A large part of bilateral coordination is the ability to cross midline. This requires dissociation of sides of the body, vestibular and proprioceptive awareness, and integrated reflexes. Crawling is when crossing midline begins. This will eventually develop into the ability to tie shoes, eat independently, fasten clothing, and perform many other day to day and coordination-based skills.
Development of Hand Arches
An efficient and appropriate grasping pattern (pencil, crayon, feeding utensil, etc.) is strongly influenced by the development of hand arches. These arches are developed through the use of hands in appropriate grasping patterns as well as weight bearing tasks. As the musculature within the hand develops, it is important that web-space between fingers/thumb and the palm are splayed and evenly receiving weight. Crawling is the perfect way to provide this weight bearing input!
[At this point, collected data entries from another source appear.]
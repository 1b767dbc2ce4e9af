//! Parse operator commands into structured intents
//!
//! The completion service turns free text into a small JSON object. That
//! object is untrusted: it is parsed leniently (missing or null fields fall
//! back to defaults) and then validated into the closed [`Intent`] union
//! before anything downstream acts on it.

use crate::command::resolver::DestinationQuery;
use crate::core::error::{CommandError, Result};
use crate::core::types::PdfKind;
use crate::llm::CompletionService;
use serde::{Deserialize, Deserializer, Serialize};
use std::sync::Arc;

/// Raw intent as returned by the completion service
#[derive(Debug, Clone, Default, PartialEq, Serialize, Deserialize)]
#[serde(rename_all = "camelCase")]
pub struct ParsedIntent {
    /// Whether the service recognised the command at all
    #[serde(default, deserialize_with = "null_as_default")]
    pub understood: bool,
    /// Wire name of the requested action, e.g. `generate_hotel_pdf`
    #[serde(default, deserialize_with = "null_as_default")]
    pub action_type: String,
    /// Destination as the operator phrased it
    #[serde(default, rename = "destination")]
    pub destination_phrase: Option<String>,
    /// Distinctive tokens of the destination name, in the order given
    #[serde(
        default,
        rename = "destinationSearchTerms",
        deserialize_with = "null_as_default"
    )]
    pub destination_keywords: Vec<String>,
    /// Route for `navigate`
    #[serde(default)]
    pub target_path: Option<String>,
    /// Short confirmation the service proposes to show the operator
    #[serde(default, deserialize_with = "null_as_default")]
    pub confirmation_message: String,
}

fn null_as_default<'de, D, T>(deserializer: D) -> std::result::Result<T, D::Error>
where
    D: Deserializer<'de>,
    T: Default + Deserialize<'de>,
{
    Ok(Option::<T>::deserialize(deserializer)?.unwrap_or_default())
}

/// The closed catalog of commands the assistant understands
#[derive(Debug, Clone, Copy, PartialEq, Eq, Serialize, Deserialize)]
#[serde(rename_all = "snake_case")]
pub enum ActionType {
    GenerateEmbarquePdf,
    GenerateMotoristaPdf,
    GenerateHotelPdf,
    Navigate,
}

impl ActionType {
    pub const ALL: [ActionType; 4] = [
        ActionType::GenerateEmbarquePdf,
        ActionType::GenerateMotoristaPdf,
        ActionType::GenerateHotelPdf,
        ActionType::Navigate,
    ];

    /// Look up a wire name. Matching ignores case and surrounding whitespace.
    pub fn from_wire(name: &str) -> Option<Self> {
        let name = name.trim();
        Self::ALL
            .into_iter()
            .find(|action| action.as_str().eq_ignore_ascii_case(name))
    }

    pub fn as_str(&self) -> &'static str {
        match self {
            ActionType::GenerateEmbarquePdf => "generate_embarque_pdf",
            ActionType::GenerateMotoristaPdf => "generate_motorista_pdf",
            ActionType::GenerateHotelPdf => "generate_hotel_pdf",
            ActionType::Navigate => "navigate",
        }
    }

    /// Document kind for destination-bound actions
    pub fn pdf_kind(&self) -> Option<PdfKind> {
        match self {
            ActionType::GenerateEmbarquePdf => Some(PdfKind::Embarque),
            ActionType::GenerateMotoristaPdf => Some(PdfKind::Motorista),
            ActionType::GenerateHotelPdf => Some(PdfKind::Hotel),
            ActionType::Navigate => None,
        }
    }

}

/// A validated intent. Only these shapes reach the action compiler.
#[derive(Debug, Clone, PartialEq)]
pub enum Intent {
    /// Generate a document for one destination
    ///
    /// The operator-facing message is built from the resolved destination,
    /// so the service's confirmation is not carried.
    GeneratePdf {
        kind: PdfKind,
        query: DestinationQuery,
    },
    /// Move the operator to another screen. `None` means "use the default".
    Navigate {
        target_path: Option<String>,
        confirmation: String,
    },
    /// Not understood, or an action outside the catalog
    NotUnderstood,
}

impl ParsedIntent {
    /// Validate the raw shape against the command catalog
    pub fn validate(&self) -> Intent {
        if !self.understood {
            return Intent::NotUnderstood;
        }
        let Some(action) = ActionType::from_wire(&self.action_type) else {
            tracing::debug!(action_type = %self.action_type, "Action type outside catalog");
            return Intent::NotUnderstood;
        };

        match action.pdf_kind() {
            Some(kind) => Intent::GeneratePdf {
                kind,
                query: DestinationQuery::new(
                    self.destination_phrase.as_deref().unwrap_or_default(),
                    &self.destination_keywords,
                ),
            },
            // Keywords only apply to destination-bound actions
            None => Intent::Navigate {
                target_path: self
                    .target_path
                    .as_deref()
                    .map(str::trim)
                    .filter(|path| is_route_path(path))
                    .map(str::to_string),
                confirmation: self.confirmation_message.trim().to_string(),
            },
        }
    }
}

/// An application route: absolute, single-line, no scheme or whitespace
fn is_route_path(path: &str) -> bool {
    path.starts_with('/')
        && !path.starts_with("//")
        && !path.contains("://")
        && !path.chars().any(char::is_whitespace)
}

/// Asks the completion service to interpret a command
pub struct IntentExtractor {
    completion: Arc<dyn CompletionService>,
}

impl IntentExtractor {
    pub fn new(completion: Arc<dyn CompletionService>) -> Self {
        Self { completion }
    }

    /// Extract an intent from a normalized command
    ///
    /// Transport failures and unparseable answers come back as errors; the
    /// caller decides how to present them. No retry is attempted.
    pub async fn extract(&self, command: &str) -> Result<ParsedIntent> {
        let response = self
            .completion
            .complete(EXTRACT_SYSTEM_PROMPT, command)
            .await?;
        tracing::debug!(response = %response, "Completion received");
        parse_intent(&response)
    }
}

/// Parse a completion body into a raw intent
pub fn parse_intent(response: &str) -> Result<ParsedIntent> {
    let json_str = extract_json(response)?;
    serde_json::from_str(json_str).map_err(|e| {
        CommandError::MalformedIntent(format!(
            "Failed to parse intent: {} - Response: {}",
            e, response
        ))
    })
}

/// Extract the JSON object from a completion (handles surrounding text)
///
/// An empty completion reads as an empty object.
fn extract_json(response: &str) -> Result<&str> {
    if response.trim().is_empty() {
        return Ok("{}");
    }
    let start = response
        .find('{')
        .ok_or_else(|| CommandError::MalformedIntent("No JSON found in response".into()))?;
    let end = response
        .rfind('}')
        .filter(|&end| end > start)
        .ok_or_else(|| {
            CommandError::MalformedIntent("No closing brace found in response".into())
        })?;
    Ok(&response[start..=end])
}

/// System instruction for intent extraction
pub const EXTRACT_SYSTEM_PROMPT: &str = r#"You interpret commands typed by tour operators into the back office of a travel agency.
Convert each command into a single JSON object. Respond with JSON only: no prose, no markdown.

AVAILABLE ACTIONS:
- generate_embarque_pdf: boarding list (lista de embarque) for one destination
- generate_motorista_pdf: driver sheet (lista do motorista) for one destination
- generate_hotel_pdf: hotel rooming list (lista do hotel) for one destination
- navigate: open a screen of the application

RULES:
- "destination" is the destination exactly as the operator wrote it.
- "destinationSearchTerms" lists the distinctive lowercase words of the destination,
  without articles or prepositions (do, da, de, the, of).
- Only generate_*_pdf actions carry a destination. navigate carries "targetPath".
- Known screens: "/" (home), "/destinos" (destinations), "/passageiros" (passengers),
  "/onibus" (buses), "/hoteis" (hotels), "/relatorios" (reports).
- If the command is not one of the actions above, set "understood" to false.

OUTPUT FORMAT:
{
  "understood": true,
  "actionType": "generate_embarque_pdf|generate_motorista_pdf|generate_hotel_pdf|navigate",
  "destination": "destination phrase or null",
  "destinationSearchTerms": ["keywords"],
  "targetPath": "/route or null",
  "confirmationMessage": "short confirmation for the operator"
}

Examples:
"gerar lista de embarque de Aparecida do Norte" -> {"understood": true, "actionType": "generate_embarque_pdf", "destination": "Aparecida do Norte", "destinationSearchTerms": ["aparecida", "norte"], "targetPath": null, "confirmationMessage": "Generating the boarding list for Aparecida do Norte"}
"pdf do motorista gramado" -> {"understood": true, "actionType": "generate_motorista_pdf", "destination": "gramado", "destinationSearchTerms": ["gramado"], "targetPath": null, "confirmationMessage": "Generating the driver sheet for Gramado"}
"lista do hotel para o natal luz" -> {"understood": true, "actionType": "generate_hotel_pdf", "destination": "natal luz", "destinationSearchTerms": ["natal", "luz"], "targetPath": null, "confirmationMessage": "Generating the hotel rooming list for Natal Luz"}
"abrir passageiros" -> {"understood": true, "actionType": "navigate", "destination": null, "destinationSearchTerms": [], "targetPath": "/passageiros", "confirmationMessage": "Opening passengers"}
"qual a previsao do tempo?" -> {"understood": false, "actionType": "", "destination": null, "destinationSearchTerms": [], "targetPath": null, "confirmationMessage": ""}
"#;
A child who crawls independently will learn, at a younger age, how to navigate and explore their environment on their own. They may learn to pull up on their own, locate and experiment with new toys, and generally learn to meet their own needs (sensory, hunger, thirst, tired, etc.)
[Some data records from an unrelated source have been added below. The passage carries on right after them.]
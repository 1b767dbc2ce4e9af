//! Output contract consumed by the UI dispatcher

use crate::core::types::{Destination, PdfKind};
use serde::{Deserialize, Serialize};
use serde_json::{Map, Value};

/// Fixed set of effects a dispatcher knows how to perform
#[derive(Debug, Clone, Copy, PartialEq, Eq, Hash, Serialize, Deserialize)]
#[serde(rename_all = "snake_case")]
pub enum ActionKind {
    Navigate,
    ClickTab,
    SelectDestination,
    ClickButton,
    FillInput,
    SubmitForm,
    ShowNotification,
    GeneratePdfDirect,
}

/// Severity of a `show_notification` action
#[derive(Debug, Clone, Copy, PartialEq, Eq, Serialize, Deserialize)]
#[serde(rename_all = "snake_case")]
pub enum NotificationLevel {
    Success,
    Info,
    Warning,
    Error,
}

/// One described side effect
///
/// Built once through the constructors below and read-only afterwards.
#[derive(Debug, Clone, PartialEq, Serialize, Deserialize)]
pub struct Action {
    #[serde(rename = "type")]
    kind: ActionKind,
    description: String,
    #[serde(default, skip_serializing_if = "Option::is_none")]
    params: Option<Map<String, Value>>,
}

impl Action {
    pub fn new(kind: ActionKind, description: impl Into<String>) -> Self {
        Self {
            kind,
            description: description.into(),
            params: None,
        }
    }

    pub fn with_param(mut self, key: &str, value: impl Into<Value>) -> Self {
        self.params
            .get_or_insert_with(Map::new)
            .insert(key.to_string(), value.into());
        self
    }

    /// Move the UI to `path`
    pub fn navigate(path: &str) -> Self {
        Self::new(ActionKind::Navigate, format!("Navigate to {}", path)).with_param("path", path)
    }

    /// Show a toast to the operator
    pub fn notification(level: NotificationLevel, message: &str) -> Self {
        let level_value = serde_json::to_value(level).unwrap_or(Value::Null);
        Self::new(ActionKind::ShowNotification, message)
            .with_param("level", level_value)
            .with_param("message", message)
    }

    /// Generate a document for a destination without further navigation
    pub fn generate_pdf(destination: &Destination, kind: PdfKind) -> Self {
        Self::new(
            ActionKind::GeneratePdfDirect,
            format!("Generate {} PDF for {}", kind.label(), destination.name),
        )
        .with_param("destinationId", destination.id.as_str())
        .with_param("destinationName", destination.name.as_str())
        .with_param("pdfKind", kind.as_str())
    }

    pub fn kind(&self) -> ActionKind {
        self.kind
    }

    pub fn description(&self) -> &str {
        &self.description
    }

    pub fn param(&self, key: &str) -> Option<&Value> {
        self.params.as_ref()?.get(key)
    }
}

/// Final answer for one command
#[derive(Debug, Clone, PartialEq, Serialize, Deserialize)]
#[serde(rename_all = "camelCase")]
pub struct CommandResult {
    pub is_command: bool,
    #[serde(default, skip_serializing_if = "Option::is_none")]
    pub actions: Option<Vec<Action>>,
    pub message: String,
    #[serde(default, skip_serializing_if = "Option::is_none")]
    pub requires_user_action: Option<bool>,
}

impl CommandResult {
    /// A result that only informs the operator
    pub fn reply(message: impl Into<String>) -> Self {
        Self {
            is_command: true,
            actions: None,
            message: message.into(),
            requires_user_action: None,
        }
    }

    pub fn with_actions(actions: Vec<Action>, message: impl Into<String>) -> Self {
        Self {
            is_command: true,
            actions: Some(actions),
            message: message.into(),
            requires_user_action: None,
        }
    }

    pub fn requiring_user_action(mut self) -> Self {
        self.requires_user_action = Some(true);
        self
    }

    /// Actions in dispatch order; empty when there are none
    pub fn actions(&self) -> &[Action] {
        self.actions.as_deref().unwrap_or_default()
    }
}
Crawling provides a large variety of sensory input including tactile, proprioceptive and vestibular input. A child who engages with their environment will feel the various textures under their hands and legs as they crawl throughout a space. This will build their tolerance to various textures. The vestibular system recognizes movement, acceleration, and the position of the head in reference to the rest of the environment. Crawling provides movement input in all of these areas as a child must learn awareness of their head position, pace of movement, and directionality of their movement. For children who may require more movement input, crawling is a great start for them to begin providing this input to their own bodies! An individual’s proprioceptive system is the awareness of their body position (joints) in space. Signals are sent to this system from receptors within the joints. Weight bearing tasks such as crawling are one of the best ways to provide natural joint compression input to integrate this system. Additionally, core activation, which is required for crawling, can activate postural proprioceptive receptors as well.
One of the other benefits of crawling before walking is that your children will be safer navigating environments if they are closer to the floor. Children are less likely to fall, trip or hit their heads on objects if they are on hands and knees rather than unsteady on their feet. This is especially helpful if there are other obstacles, babies or pets also roaming around on the floor in addition to your child.